Please look for the string "visited" below and report every line in which it occurs.

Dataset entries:
····················

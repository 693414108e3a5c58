//! The four navigable regions of the page and the scan that decides which
//! one is currently in view.

/// Offset from the top of the viewport a section must straddle to count as
/// the active one.
pub const ACTIVATION_LINE: f64 = 100.0;

#[derive(Debug, Clone, Copy, PartialEq, Eq, Hash, Default)]
pub enum Section {
    #[default]
    About,
    Projects,
    Gallery,
    Contact,
}

impl Section {
    /// Scan and menu order.
    pub const ALL: [Section; 4] = [
        Section::About,
        Section::Projects,
        Section::Gallery,
        Section::Contact,
    ];

    pub fn name(self) -> &'static str {
        match self {
            Self::About => "about",
            Self::Projects => "projects",
            Self::Gallery => "gallery",
            Self::Contact => "contact",
        }
    }

    /// Element id of the section's anchor.
    pub fn anchor_id(self) -> &'static str {
        match self {
            Self::About => "about-section",
            Self::Projects => "projects-section",
            Self::Gallery => "gallery-section",
            Self::Contact => "contact-section",
        }
    }

    pub fn label(self) -> &'static str {
        match self {
            Self::About => "About",
            Self::Projects => "Projects",
            Self::Gallery => "Gallery",
            Self::Contact => "Contact",
        }
    }
}

/// Vertical extent of an element relative to the top of the viewport.
#[derive(Debug, Clone, Copy, PartialEq)]
pub struct SectionBounds {
    pub top: f64,
    pub bottom: f64,
}

impl SectionBounds {
    pub fn new(top: f64, bottom: f64) -> Self {
        Self { top, bottom }
    }

    pub fn straddles_activation_line(&self) -> bool {
        self.top <= ACTIVATION_LINE && self.bottom >= ACTIVATION_LINE
    }
}

/// First section, in [`Section::ALL`] order, whose bounds straddle
/// [`ACTIVATION_LINE`]. `bounds` returns `None` for anchors missing from the
/// document, which never match.
pub fn active_section<F>(mut bounds: F) -> Option<Section>
where
    F: FnMut(Section) -> Option<SectionBounds>,
{
    Section::ALL
        .into_iter()
        .find(|&section| bounds(section).is_some_and(|b| b.straddles_activation_line()))
}

#[cfg(test)]
mod tests {
    use super::*;

    #[test]
    fn test_identifiers() {
        let ids = Section::ALL.map(Section::anchor_id);
        assert_eq!(
            ids,
            [
                "about-section",
                "projects-section",
                "gallery-section",
                "contact-section"
            ]
        );
        for section in Section::ALL {
            assert_eq!(section.anchor_id(), format!("{}-section", section.name()));
            assert_eq!(section.label().to_lowercase(), section.name());
        }
        assert_eq!(Section::default(), Section::About);
    }

    #[test]
    fn test_straddle_edges() {
        assert!(SectionBounds::new(100.0, 100.0).straddles_activation_line());
        assert!(SectionBounds::new(-400.0, 100.0).straddles_activation_line());
        assert!(SectionBounds::new(0.0, 800.0).straddles_activation_line());
        assert!(!SectionBounds::new(100.5, 900.0).straddles_activation_line());
        assert!(!SectionBounds::new(-900.0, 99.9).straddles_activation_line());
    }

    #[test]
    fn test_scan_picks_match() {
        let found = active_section(|s| match s {
            Section::Projects => Some(SectionBounds::new(40.0, 700.0)),
            _ => Some(SectionBounds::new(800.0, 1600.0)),
        });
        assert_eq!(found, Some(Section::Projects));
    }

    #[test]
    fn test_scan_first_match_wins() {
        // overlapping boxes can both match; scan order decides
        let found = active_section(|s| match s {
            Section::Gallery | Section::Contact => Some(SectionBounds::new(0.0, 200.0)),
            _ => None,
        });
        assert_eq!(found, Some(Section::Gallery));
    }

    #[test]
    fn test_scan_skips_missing_anchors() {
        assert_eq!(active_section(|_| None), None);

        let mut visited = Vec::new();
        let found = active_section(|s| {
            visited.push(s);
            (s == Section::Contact).then(|| SectionBounds::new(-10.0, 300.0))
        });
        assert_eq!(found, Some(Section::Contact));
        assert_eq!(visited, Section::ALL.to_vec());
    }
}
#[component]
fn ProjectCard(project: Project) -> impl IntoView {
    view! {
        <div class="group relative" data-card="project">
            <div class="absolute -inset-0.5 bg-gradient-to-r from-emerald-600 to-emerald-400 rounded-2xl blur opacity-0 group-hover:opacity-30 transition-opacity duration-500" />
            <div class=format!(
                "relative {GLASS} rounded-2xl overflow-hidden hover:border-emerald-500/30 transition-all duration-300",
            )>
                <div class="relative h-56 overflow-hidden">
                    <img
                        src=project.image
                        alt=project.title
                        class="w-full h-full object-cover group-hover:scale-110 transition-transform duration-700"
                    />
                    <div class="absolute inset-0 bg-gradient-to-t from-stone-900 via-stone-900/50 to-transparent opacity-60" />
                </div>
                <div class="p-6 space-y-4">
                    <div class="flex justify-between items-start">
                        <div>
                            <h3 class="text-xl font-bold text-white mb-1">{project.title}</h3>
                            <p class="text-sm text-stone-400">{project.subtitle}</p>
                        </div>
                        <span class="text-xs text-emerald-400 font-medium px-3 py-1 bg-emerald-500/10 rounded-full border border-emerald-500/20">
                            {project.year}
                        </span>
                    </div>
                    <div class="flex flex-wrap gap-2">
                        {project
                            .tags
                            .iter()
                            .map(|tag| {
                                view! {
                                    <span class="text-xs text-stone-400 px-2 py-1 bg-white/5 rounded-md">
                                        {*tag}
                                    </span>
                                }
                            })
                            .collect_view()}
                    </div>
                    <p class="text-stone-400 text-sm leading-relaxed line-clamp-3">
                        {project.description}
                    </p>
                </div>
            </div>
        </div>
    }
}

#[component]
fn Gallery() -> impl IntoView {
    view! {
        <section id=Section::Gallery.anchor_id() class="py-20 px-4 sm:px-6 lg:px-8 relative">
            <div class="max-w-7xl mx-auto">
                <SectionHeading title="Gallery" />
                <div class="grid grid-cols-2 md:grid-cols-3 lg:grid-cols-4 gap-4">
                    {GALLERY_IMAGES
                        .iter()
                        .enumerate()
                        .map(|(i, src)| {
                            view! {
                                <div
                                    class="group relative aspect-square overflow-hidden rounded-xl"
                                    data-card="gallery"
                                >
                                    <div class="absolute inset-0 bg-gradient-to-t from-stone-900 via-transparent to-transparent opacity-0 group-hover:opacity-80 transition-opacity duration-300 z-10" />
                                    <img
                                        src=*src
                                        alt=gallery_alt(i)
                                        class="w-full h-full object-cover group-hover:scale-110 transition-transform duration-700 border border-white/10"
                                    />
                                </div>
                            }
                        })
                        .collect_view()}
                </div>
            </div>
        </section>
    }
}

#[component]
fn Contact() -> impl IntoView {
    view! {
        <section id=Section::Contact.anchor_id() class="py-20 px-4 sm:px-6 lg:px-8 relative">
            <div class="max-w-4xl mx-auto text-center">
                <SectionHeading title="Let's Connect" centered=true />
                <p class="text-xl text-stone-400 mb-12 max-w-2xl mx-auto">
                    "I'm always open to discussing projects, opportunities, or collaborations. Feel free to reach out :)"
                </p>
                <div class=format!("{GLASS} rounded-3xl p-8 md:p-12 mb-12")>
                    <div class="flex flex-col sm:flex-row items-center justify-center gap-4 mb-8">
                        <i class="extra-email text-emerald-400 text-2xl" />
                        <a
                            href=mailto()
                            class="text-lg text-white hover:text-emerald-400 transition-colors font-medium"
                        >
                            {CONTACT_EMAIL}
                        </a>
                    </div>
                    <div class="flex justify-center gap-4">
                        {SOCIAL_LINKS
                            .iter()
                            .map(|link| {
                                view! {
                                    <a
                                        href=link.href
                                        target="_blank"
                                        rel="noopener noreferrer"
                                        aria-label=link.icon.label()
                                        data-card="social"
                                        class="group relative p-4 bg-white/5 hover:bg-emerald-500/10 border border-white/10 hover:border-emerald-500/30 rounded-xl transition-all duration-300"
                                    >
                                        <i class=format!(
                                            "{} text-2xl text-stone-400 group-hover:text-emerald-400 transition-colors",
                                            link.icon.class(),
                                        ) />
                                        <i class="extra-arrow-up-right absolute top-1 right-1 text-xs text-emerald-400 opacity-0 group-hover:opacity-100 transition-opacity" />
                                    </a>
                                }
                            })
                            .collect_view()}
                    </div>
                </div>
                <div class="relative group">
                    <div class="absolute -inset-1 bg-gradient-to-r from-emerald-600 to-emerald-400 rounded-2xl blur-xl opacity-20 group-hover:opacity-30 transition-opacity duration-500" />
                    <img
                        src=CONTACT_VISUAL_URL
                        alt="Contact visual"
                        class="relative rounded-2xl mx-auto max-w-md border border-white/10"
                    />
                </div>
            </div>
        </section>
    }
}

#[component]
fn Footer() -> impl IntoView {
    view! {
        <footer class="py-8 px-4 sm:px-6 lg:px-8 border-t border-white/10">
            <div class="max-w-7xl mx-auto text-center">
                <p class="text-stone-500">
                    // year is stamped by build.rs at compile time
                    {format!("© {} {}. All rights reserved.", env!("BUILD_YEAR"), full_name())}
                </p>
            </div>
        </footer>
    }
}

····················

**Output of the exercise:**
        let mut visited = Vec::new();
            visited.push(s);
        assert_eq!(visited, Section::ALL.to_vec());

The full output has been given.